Scope of Improvement/Proposed Modifications

Even though there have been many improvements made in the development of in vitro GI models, there is still ample scope for further improvements. Innovations are required to introduce more detailed aspects of anatomy and geometry of the organs and their structures into gut models. Nutrient absorption should be based on realistic intestinal approaches such as specific transporters/receptors [35]. Endocrine and nervous system influences must be incorporated into in vitro GI models for comprehensive studies. Moreover, reliable analytical techniques and technologies with increased specificity and selectivity are essential to investigate metabolites and members of microbial communities. To get beyond the limits of clinical trials and other ethical concerns, a hassle-free in vitro recreation of microbial ecology with regard to age and health is necessary. Finally, an unbalanced or disordered environment needs to be created in order to comprehend GI illnesses and efficacy-related investigations.

Cost-effectiveness

It is worth considering the run and analysis costs of the in vitro GI systems owing to their broad applications and tremendous scope. The cost is mostly dependent on the quality of the outcome, the number of parameters to investigate and the in vivo data validity status [7]. SHIME and TIM are currently the most well-known commercial service providers in the field of in vitro gastrointestinal tract studies. The approximate base run and analysis cost starts at more than 10,000 USD and depends on the required analysis. Until now, the cost-effectiveness of the in vitro models has not received much attention. This could be due to limited commercial scope. The industries engaged in probiotics, prebiotics, nutritional supplements, drugs and formulation research were mostly availing the services from commercial GI model companies. In academia, gut models are simulated and used for research based on available data. Furthermore, we believe that the development of high-throughput technologies and miniaturisation will significantly reduce service or product costs in the long run.

Conclusion

The gastrointestinal tract plays a pivotal role in human health through digestion of food, absorption of nutrients, biotransformation, immune modulation, establishment of gut-brain axis, etc. Consequently, GI tract–related studies have a long history and the field has evolved over decades in profound ways.

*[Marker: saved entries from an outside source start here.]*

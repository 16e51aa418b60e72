/// Trigger position on screen: `x` is the column the crossing lands on,
/// `y` the threshold in scaled (row) units.
#[derive(Debug, Clone, Copy, PartialEq, Eq)]
#[cfg_attr(target_os = "none", derive(defmt::Format))]
pub struct TriggerConfig {
    pub x: u16,
    pub y: i16,
}

#[derive(Debug, Clone, Copy, PartialEq, Eq)]
#[cfg_attr(target_os = "none", derive(defmt::Format))]
pub enum TriggerMode {
    /// Start a new epoch as soon as the engine is idle.
    FreeRun,
    /// Start on a rising crossing of `y`.
    Edge,
}

/// Rising-edge crossing: strictly below before, at or above now.
pub fn crossed(previous: i16, current: i16, level: i16) -> bool {
    previous < level && current >= level
}

impl TriggerConfig {
    /// Decides whether an idle engine starts a new epoch on this sample.
    ///
    /// `since_rotation` counts samples written into the buffer since it became
    /// active, so an edge trigger only fires once the pre-trigger part is filled.
    /// `blocked` is set while the draw engine still reads the slot.
    pub fn fires(
        &self,
        mode: TriggerMode,
        previous: i16,
        current: i16,
        since_rotation: u16,
        blocked: bool,
    ) -> bool {
        if blocked {
            return false;
        }
        match mode {
            TriggerMode::FreeRun => true,
            TriggerMode::Edge => since_rotation > self.x && crossed(previous, current, self.y),
        }
    }
}
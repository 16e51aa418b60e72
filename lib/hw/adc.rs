use stm32g0xx_hal::analog::adc::Adc as HalAdc;
use stm32g0xx_hal::dma::{Channel as DmaChannel, Direction, Priority, WordSize};
use stm32g0xx_hal::hal::adc::Channel as AdcChannel;
use stm32g0xx_hal::hal::blocking::delay::DelayUs;
use stm32g0xx_hal::rcc::Rcc;
use stm32g0xx_hal::stm32g0::stm32g070::{ADC, RCC, SYST, TIM1};
use stm32g0xx_hal::time::Hertz;
use stm32g0xx_hal::timer::delay::Delay;
use crate::hw::timers::ConversionTimer;
use crate::Buffer;

/// Both channels and the rate at which the pair is converted.
pub struct AdcConfig<A, B, C> {
    inputs: (A, B),
    dma_channel: C,
    frequency: Hertz,
}

impl<A, B, C> AdcConfig<A, B, C>
where
    A: AdcChannel<HalAdc, ID = u8>,
    B: AdcChannel<HalAdc, ID = u8>,
    C: DmaChannel,
{
    pub fn new(input_a: A, input_b: B, dma_channel: C, frequency: Hertz) -> Self {
        AdcConfig {
            inputs: (input_a, input_b),
            dma_channel,
            frequency,
        }
    }
}

/// Timer triggered conversions of both channels, streamed into the
/// circular DMA buffer. The sample interrupt reads the buffer whenever it
/// likes, so the DMA raises no interrupt of its own.
pub struct Adc<A, B, C> {
    adc: InnerAdc<A, B>,
    dma: Dma<C>,
    trig: ConversionTimer,
}

impl<A, B, C> Adc<A, B, C>
where
    A: AdcChannel<HalAdc, ID = u8>,
    B: AdcChannel<HalAdc, ID = u8>,
    C: DmaChannel,
{
    pub fn new(
        pac_adc: ADC,
        pac_timer: TIM1,
        buffer: &mut Buffer,
        config: AdcConfig<A, B, C>,
        rcc: &mut Rcc,
        delay: &mut Delay<SYST>,
    ) -> Self {
        let adc = InnerAdc::new(pac_adc, config.inputs, rcc, delay);
        let memory_addr = buffer.as_ptr() as u32;
        let dma = Dma::new(
            config.dma_channel,
            InnerAdc::<A, B>::get_dma_address(),
            memory_addr,
            buffer.len() as u16,
        );
        let trig = ConversionTimer::new(pac_timer, config.frequency, rcc);
        Adc { adc, dma, trig }
    }

    pub fn start(&mut self) {
        self.adc.start();
        self.dma.start();
        self.trig.start();
    }
}

struct Dma<C> {
    channel: C,
}

impl<C> Dma<C>
where
    C: DmaChannel,
{
    pub fn new(channel: C, peripheral_addr: u32, memory_addr: u32, len: u16) -> Self {
        let mut dma = Dma { channel };
        dma.configure(peripheral_addr, memory_addr, len);
        dma
    }

    pub fn start(&mut self) {
        self.channel.enable();
    }

    fn configure(&mut self, peripheral_addr: u32, memory_addr: u32, len: u16) {
        self.channel.set_priority_level(Priority::VeryHigh);
        self.channel.set_word_size(WordSize::BITS16);
        self.channel.set_direction(Direction::FromPeripheral);
        self.channel.set_peripheral_address(peripheral_addr, false);
        self.channel.set_memory_address(memory_addr, true);
        self.channel.set_transfer_length(len);
        self.channel.set_circular_mode(true);
    }
}

struct InnerAdc<A, B> {
    adc: ADC,
    _inputs: (A, B),
}

// FIXME Move this in some fashionable way upstream

impl<A, B> InnerAdc<A, B>
where
    A: AdcChannel<HalAdc, ID = u8>,
    B: AdcChannel<HalAdc, ID = u8>,
{
    pub fn new<D: DelayUs<u8>>(
        pac_adc: ADC,
        inputs: (A, B),
        rcc: &mut Rcc,
        delay: &mut D,
    ) -> Self {
        InnerAdc::<A, B>::enable_clock_and_reset(rcc);
        let mut adc = InnerAdc {
            adc: pac_adc,
            _inputs: inputs,
        };
        adc.disable();
        adc.enable_vreg(delay);
        adc.calibrate();
        adc.enable();
        adc.configure();
        adc
    }

    pub fn start(&mut self) {
        self.adc.isr.write(|w| {
            w.eoc().set_bit();
            w.eos().set_bit()
        });
        self.adc.cr.modify(|_, w| w.adstart().set_bit());
    }

    pub fn get_dma_address() -> u32 {
        unsafe { &(*ADC::ptr()).dr as *const _ as u32 }
    }

    fn configure(&mut self) {
        self.adc.cfgr1.write(|w| unsafe {
            // External trigger rising edge
            w.exten().bits(0b01);
            // External trigger 1
            w.extsel().bits(0b001);
            // Right alignment
            w.align().clear_bit();
            // 12-bit resolution
            w.res().bits(0b00);
            // Circular DMA
            w.dmacfg().set_bit();
            // Enable DMA requests
            w.dmaen().set_bit()
        });
        // 12.5 cycles, both channels have to fit into one trigger period
        self.adc.smpr.write(|w| unsafe { w.smp1().bits(0b011) });
        // Sequence converts lower channel first, A has to be wired below B
        self.adc
            .chselr()
            .write(|w| unsafe { w.chsel().bits(1 << A::channel() | 1 << B::channel()) });
    }

    fn enable_clock_and_reset(_: &mut Rcc) {
        let rcc = unsafe { &(*RCC::ptr()) };
        rcc.apbenr2.modify(|_, w| w.adcen().set_bit());
        rcc.apbrstr2.modify(|_, w| w.adcrst().set_bit());
        rcc.apbrstr2.modify(|_, w| w.adcrst().clear_bit());
    }

    fn enable_vreg<D: DelayUs<u8>>(&mut self, delay: &mut D) {
        self.adc.cr.modify(|_, w| w.advregen().set_bit());
        // Max starting time declared by stm32g070 datasheet is 20 us
        delay.delay_us(20);
    }

    fn enable(&mut self) {
        self.adc.isr.write(|w| w.adrdy().set_bit());
        self.adc.cr.modify(|_, w| w.aden().set_bit());
        while self.adc.isr.read().adrdy().bit_is_clear() {}
    }

    fn disable(&mut self) {
        let cr = self.adc.cr.read();
        if cr.aden().bit_is_clear() {
            return;
        }
        if cr.adstart().bit_is_set() {
            self.adc.cr.modify(|_, w| w.adstp().set_bit());
        }
        self.adc.cr.modify(|_, w| w.addis().set_bit());
        while self.adc.cr.read().aden().bit_is_set() {}
        self.adc.isr.write(|w| w.adrdy().set_bit());
    }

    fn calibrate(&mut self) {
        self.adc.cr.modify(|_, w| w.adcal().set_bit());
        while self.adc.isr.read().eocal().bit_is_clear() {}
        self.adc.isr.write(|w| w.eocal().set_bit());
    }
}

Due to the inherent limitations of in vivo GI studies, the need for in vitro demonstrations is highly indispensable. The design of an in vitro GI model is multifaceted and completely depends on its purpose of study or application. Models range from simple mono-compartmental static to complex multicompartmental dynamic. Considering the limitations of the existing models that fail to reproduce the anatomical and mechanical aspects of the GI tract, recent advances have taken place in the same direction. Development of gut-on-the-chip, 3D organoids, synthetic gut microbiomes and in silico simulations of GI features are the highlights of contemporary in vitro models. Undoubtedly, the field is advancing at a pace with the advent of new technologies such as artificial intelligence, artificial neural networks, automation and miniaturisation. Although in vivo studies will always remain irreplaceable, in vitro GI models are propitious and we envisage developing in vitro approaches will reduce the need for pre-clinical or clinical trials, if not completely eliminate them.